The lead opinion’s reasoning and conclusion pertaining to Article I, section 9, of the Oregon Constitution can be summarized quite simply: its syllogism is (1) a roadblock to *767find violators of the DUII law is a search for criminal offenders and for evidence of crimes; (2) searches for and seizures of criminal offenders and evidence are, without exception, constitutionally impermissible unless there is probable cause to believe or individualized suspicion that a particular person has committed an offense; (3) therefore, a roadblock designed to discover drunk drivers violates Article I, section 9, because no individualized basis for suspecting that a particular driver is intoxicated preexists the discovery of that fact at the roadblock. That reasoning and conclusion are preceded in the opinion by the observation that state courts have a duty to construe state constitutional provisions independently of the interpretations that have been given analogous federal constitutional provisions.2 In pursuit of its apparent understanding of that duty, the lead opinion performs its entire analysis of Article I, section 9, without even adverting to the significant body of Fourth Amendment case law which cogently disavows the lead opinion’s critical assumption that no search or seizure can be constitutionally acceptable unless there is probable cause or individualized suspicion to justify it.

The United States Supreme Court said in United States v. Martinez-Fuerte, 428 US 543, 560, 96 S Ct 3074, 49 L Ed 2d 1116 (1976), where it sustained criminal arrests at border checkpoints, that “some quantum of individualized suspicion is usually a prerequisite to a constitutional search or seizure * * * [b]ut the Fourth Amendment imposes no irreducible requirement of such suspicion.” (Footnote and citation omitted.) Later, in Delaware v. Prouse, 440 US 648, 654-55, 99 S Ct 1391, 59 L Ed 2d 660 (1979), the Court stated:

“* * * [T]he reasonableness standard usually requires, at a minimum, that the facts upon which an intrusion is based be capable of measurement against ‘an objective standard,’ whether this be probable cause or a less stringent test. In those situations in which the balance of interests precludes insistence upon ‘some quantum of individualized suspicion,’ other safeguards are generally relied upon to assure that the individual’s reasonable expectation of privacy is not ‘subject to *768the discretion of the official in the field.’ ” (Citations and footnotes omitted; emphasis supplied.)

In State v. Tourtillott, 289 Or 845, 854-57, 618 P2d 423, cert den 451 US 972 (1980), the Oregon Supreme Court spoke to the same effect, at least with respect to the Fourth Amendment. See note 2, supra.

The Supreme Courts of Oregon and the United States have concluded, after well-reasoned analysis, that the Fourth Amendment does not require an individualized basis for the stop of vehicles at roadblocks and other fixed stop points. As an alternative safeguard to individualized probable cause or suspicion, those courts have articulated a four factor balancing test, which was described in State v. Tourtillott, supra:

“(1) [T]he importance of the governmental interest at stake;
“(2) the psychologically and physically instrusive nature of the procedure;
“(3) the efficiency of the procedure in reaching its desired goals; and
“(4) the degree of discretion the procedure vests in the individual officers.
“No one factor is held to be determinative. * * *” 289 Or at 864-65.
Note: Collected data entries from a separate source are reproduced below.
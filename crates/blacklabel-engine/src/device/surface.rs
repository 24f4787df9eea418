use winit::dpi::PhysicalSize;

/// What the caller should do after a failed frame acquisition.
#[derive(Debug, Copy, Clone, Eq, PartialEq)]
pub enum SurfaceErrorAction {
    /// The surface was reconfigured; the next frame can proceed.
    Reconfigured,
    SkipFrame,
    /// Unrecoverable; the window should close.
    Fatal,
}

const SRGB_FORMATS: [wgpu::TextureFormat; 2] = [
    wgpu::TextureFormat::Bgra8UnormSrgb,
    wgpu::TextureFormat::Rgba8UnormSrgb,
];

/// An sRGB format when asked for and offered, otherwise the surface's
/// first choice. `None` when the surface offers nothing.
pub(super) fn choose_format(
    caps: &wgpu::SurfaceCapabilities,
    prefer_srgb: bool,
) -> Option<wgpu::TextureFormat> {
    let srgb = SRGB_FORMATS.into_iter().find(|f| caps.formats.contains(f));
    match srgb {
        Some(f) if prefer_srgb => Some(f),
        _ => caps.formats.first().copied(),
    }
}

pub(super) fn choose_alpha_mode(
    caps: &wgpu::SurfaceCapabilities,
    requested: Option<wgpu::CompositeAlphaMode>,
) -> wgpu::CompositeAlphaMode {
    requested
        .filter(|m| caps.alpha_modes.contains(m))
        .or_else(|| caps.alpha_modes.first().copied())
        .unwrap_or(wgpu::CompositeAlphaMode::Auto)
}

fn is_drawable(size: PhysicalSize<u32>) -> bool {
    size.width > 0 && size.height > 0
}

/// Applies a window resize to `config`, reconfiguring the surface unless the
/// new size is zero (minimized), which wgpu rejects.
pub(super) fn resize(
    surface: &wgpu::Surface<'_>,
    device: &wgpu::Device,
    config: &mut wgpu::SurfaceConfiguration,
    size: PhysicalSize<u32>,
) {
    if !is_drawable(size) {
        log::debug!("window is {}x{}; surface left as is", size.width, size.height);
        return;
    }
    config.width = size.width;
    config.height = size.height;
    surface.configure(device, config);
}

pub(super) fn recover(
    surface: &wgpu::Surface<'_>,
    device: &wgpu::Device,
    config: &wgpu::SurfaceConfiguration,
    size: PhysicalSize<u32>,
    err: wgpu::SurfaceError,
) -> SurfaceErrorAction {
    let action = classify(&err);
    match action {
        SurfaceErrorAction::Reconfigured if is_drawable(size) => surface.configure(device, config),
        SurfaceErrorAction::Reconfigured | SurfaceErrorAction::SkipFrame => {
            log::debug!("surface: {err}; skipping frame");
        }
        SurfaceErrorAction::Fatal => log::error!("surface: {err}"),
    }
    action
}

fn classify(err: &wgpu::SurfaceError) -> SurfaceErrorAction {
    match err {
        wgpu::SurfaceError::Lost | wgpu::SurfaceError::Outdated => SurfaceErrorAction::Reconfigured,
        wgpu::SurfaceError::OutOfMemory => SurfaceErrorAction::Fatal,
        wgpu::SurfaceError::Timeout | wgpu::SurfaceError::Other => SurfaceErrorAction::SkipFrame,
    }
}
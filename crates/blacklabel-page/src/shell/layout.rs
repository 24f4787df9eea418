use blacklabel_engine::coords::{Rect, Vec2, Viewport};

use super::PageShell;

pub(crate) const NAV_HEIGHT: f32 = 72.0;
const GUTTER: f32 = 48.0;
const LINK_GAP: f32 = 32.0;
const COPY_MAX_WIDTH: f32 = 560.0;
const STACK_GAP: f32 = 16.0;
const BUTTON_HEIGHT: f32 = 48.0;
const BUTTON_PAD_X: f32 = 24.0;
const BUTTON_GAP: f32 = 16.0;

pub(crate) const BRAND_SIZE: f32 = 18.0;
pub(crate) const LINK_SIZE: f32 = 14.0;
pub(crate) const EYEBROW_SIZE: f32 = 13.0;
pub(crate) const SUBTITLE_SIZE: f32 = 18.0;
pub(crate) const META_SIZE: f32 = 13.0;
pub(crate) const BUTTON_SIZE: f32 = 15.0;

/// Title size scales with the viewport width.
pub(crate) fn title_size(viewport: Viewport) -> f32 {
    (viewport.width * 0.07).clamp(36.0, 72.0)
}

/// Rough metrics for when no font is loaded: a fixed advance per character
/// and no wrapping.
pub fn estimate_text(text: &str, size: f32, max_width: Option<f32>) -> Vec2 {
    let width = text.chars().count() as f32 * size * 0.55;
    match max_width {
        Some(max) if max > 0.0 && width > max => {
            let lines = (width / max).ceil();
            Vec2::new(max, lines * size * 1.2)
        }
        _ => Vec2::new(width, size * 1.2),
    }
}

/// A positioned text run.
#[derive(Debug, Copy, Clone, PartialEq)]
pub struct TextBlock {
    /// Measured box; the origin is where the text starts.
    pub rect: Rect,
    pub font_size: f32,
    pub max_width: Option<f32>,
}

#[derive(Debug, Copy, Clone, PartialEq)]
pub struct ButtonBox {
    pub rect: Rect,
    pub label: TextBlock,
}

/// Every rect the painter and the backdrop need for one viewport.
#[derive(Debug, Clone, PartialEq)]
pub struct PageLayout {
    pub viewport: Viewport,
    pub nav: Rect,
    pub brand: TextBlock,
    /// One per nav link, in source order, right-aligned.
    pub links: Vec<TextBlock>,
    pub hero: Rect,
    /// Backdrop container; the hero itself when the page has a slot.
    pub backdrop: Option<Rect>,
    pub eyebrow: Option<TextBlock>,
    pub title: TextBlock,
    pub subtitle: Option<TextBlock>,
    pub buttons: Vec<ButtonBox>,
    pub meta: Option<TextBlock>,
}

impl PageLayout {
    /// `measure(text, size, max_width)` returns the laid-out size of a run.
    pub fn compute(
        shell: &PageShell,
        viewport: Viewport,
        measure: impl Fn(&str, f32, Option<f32>) -> Vec2,
    ) -> Self {
        let w = viewport.width.max(0.0);
        let h = viewport.height.max(0.0);

        let nav = Rect::new(0.0, 0.0, w, NAV_HEIGHT);
        let brand = centered_in_bar(measure(&shell.brand, BRAND_SIZE, None), BRAND_SIZE, GUTTER);

        let mut links = Vec::with_capacity(shell.links.len());
        let mut right = w - GUTTER;
        for link in shell.links.iter().rev() {
            let size = measure(&link.label, LINK_SIZE, None);
            let block = centered_in_bar(size, LINK_SIZE, right - size.x);
            right = block.rect.origin.x - LINK_GAP;
            links.push(block);
        }
        links.reverse();

        let ratio = shell.backdrop.unwrap_or_default().height_ratio;
        let hero = Rect::new(0.0, NAV_HEIGHT, w, h * ratio);
        let backdrop = shell.backdrop.map(|_| hero);

        let copy_width = (w - 2.0 * GUTTER).min(COPY_MAX_WIDTH).max(0.0);
        let wrap = Some(copy_width);
        let copy = &shell.hero;

        let eyebrow_size = copy.eyebrow.as_deref().map(|t| measure(t, EYEBROW_SIZE, wrap));
        let title_size = title_size(viewport);
        let title_box = measure(&copy.title, title_size, wrap);
        let subtitle_size = copy.subtitle.as_deref().map(|t| measure(t, SUBTITLE_SIZE, wrap));
        let meta_size = copy.meta.as_deref().map(|t| measure(t, META_SIZE, wrap));
        let labels: Vec<Vec2> =
            shell.actions.iter().map(|a| measure(&a.label, BUTTON_SIZE, None)).collect();

        let mut heights: Vec<f32> = Vec::new();
        heights.extend(eyebrow_size.map(|s| s.y));
        heights.push(title_box.y);
        heights.extend(subtitle_size.map(|s| s.y));
        if !labels.is_empty() {
            heights.push(BUTTON_HEIGHT);
        }
        heights.extend(meta_size.map(|s| s.y));
        let total = heights.iter().sum::<f32>() + STACK_GAP * (heights.len() - 1) as f32;

        let mut y = (hero.origin.y + (hero.size.y - total) * 0.5).max(hero.origin.y);
        let mut place = |size: Vec2, font_size: f32| {
            let block = TextBlock {
                rect: Rect::new(GUTTER, y, size.x, size.y),
                font_size,
                max_width: wrap,
            };
            y += size.y + STACK_GAP;
            block
        };

        let eyebrow = eyebrow_size.map(|s| place(s, EYEBROW_SIZE));
        let title = place(title_box, title_size);
        let subtitle = subtitle_size.map(|s| place(s, SUBTITLE_SIZE));

        let mut buttons = Vec::with_capacity(labels.len());
        if !labels.is_empty() {
            let row = place(Vec2::new(copy_width, BUTTON_HEIGHT), BUTTON_SIZE).rect;
            let mut x = row.origin.x;
            for label in labels {
                let rect = Rect::new(x, row.origin.y, label.x + 2.0 * BUTTON_PAD_X, BUTTON_HEIGHT);
                let text = Rect::new(
                    x + BUTTON_PAD_X,
                    row.origin.y + (BUTTON_HEIGHT - label.y) * 0.5,
                    label.x,
                    label.y,
                );
                buttons.push(ButtonBox {
                    rect,
                    label: TextBlock { rect: text, font_size: BUTTON_SIZE, max_width: None },
                });
                x += rect.size.x + BUTTON_GAP;
            }
        }

        let meta = meta_size.map(|s| place(s, META_SIZE));

        Self {
            viewport,
            nav,
            brand,
            links,
            hero,
            backdrop,
            eyebrow,
            title,
            subtitle,
            buttons,
            meta,
        }
    }
}

/// Single-line run vertically centered in the nav bar, starting at `x`.
fn centered_in_bar(size: Vec2, font_size: f32, x: f32) -> TextBlock {
    TextBlock {
        rect: Rect::new(x, (NAV_HEIGHT - size.y) * 0.5, size.x, size.y),
        font_size,
        max_width: None,
    }
}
Implicit if not explicit in Prouse, Tourtillott and the other Fourth Amendment cases, as I understand them, is that the rule they express pertains only to the checkpoint procedure itself and that probable cause or reasonable suspicion requirements attach to police actions that follow from but are not part of the procedure. If, for example, the procedure has been defined to require officers to stop every tenth vehicle, inspect papers and ask the driver whether and how much he has imbibed during the past several hours, the officers may pursue further investigative or detention measures only to the extent that usual probable cause or individualized suspicion requirements would permit. In other words, the officers may not expand a limited purpose roadblock into a full-scale search of a vehicle or its driver, unless probable cause justifying such a search arises during the roadblock. By a parity of reasoning, the officers are not foreclosed from going beyond *769the purposes of the roadblock if, in the course of conducting it, a satisfactory probable cause or reasonable suspicion basis for a stop, search or arrest arises. For example, if a roadblock has been structured to require that every tenth vehicle be stopped, the officers would not impermissibly exceed the limits on their discretion by stopping the ninth car if they observed irregularities which gave them independent probable cause to believe that its driver was drunk.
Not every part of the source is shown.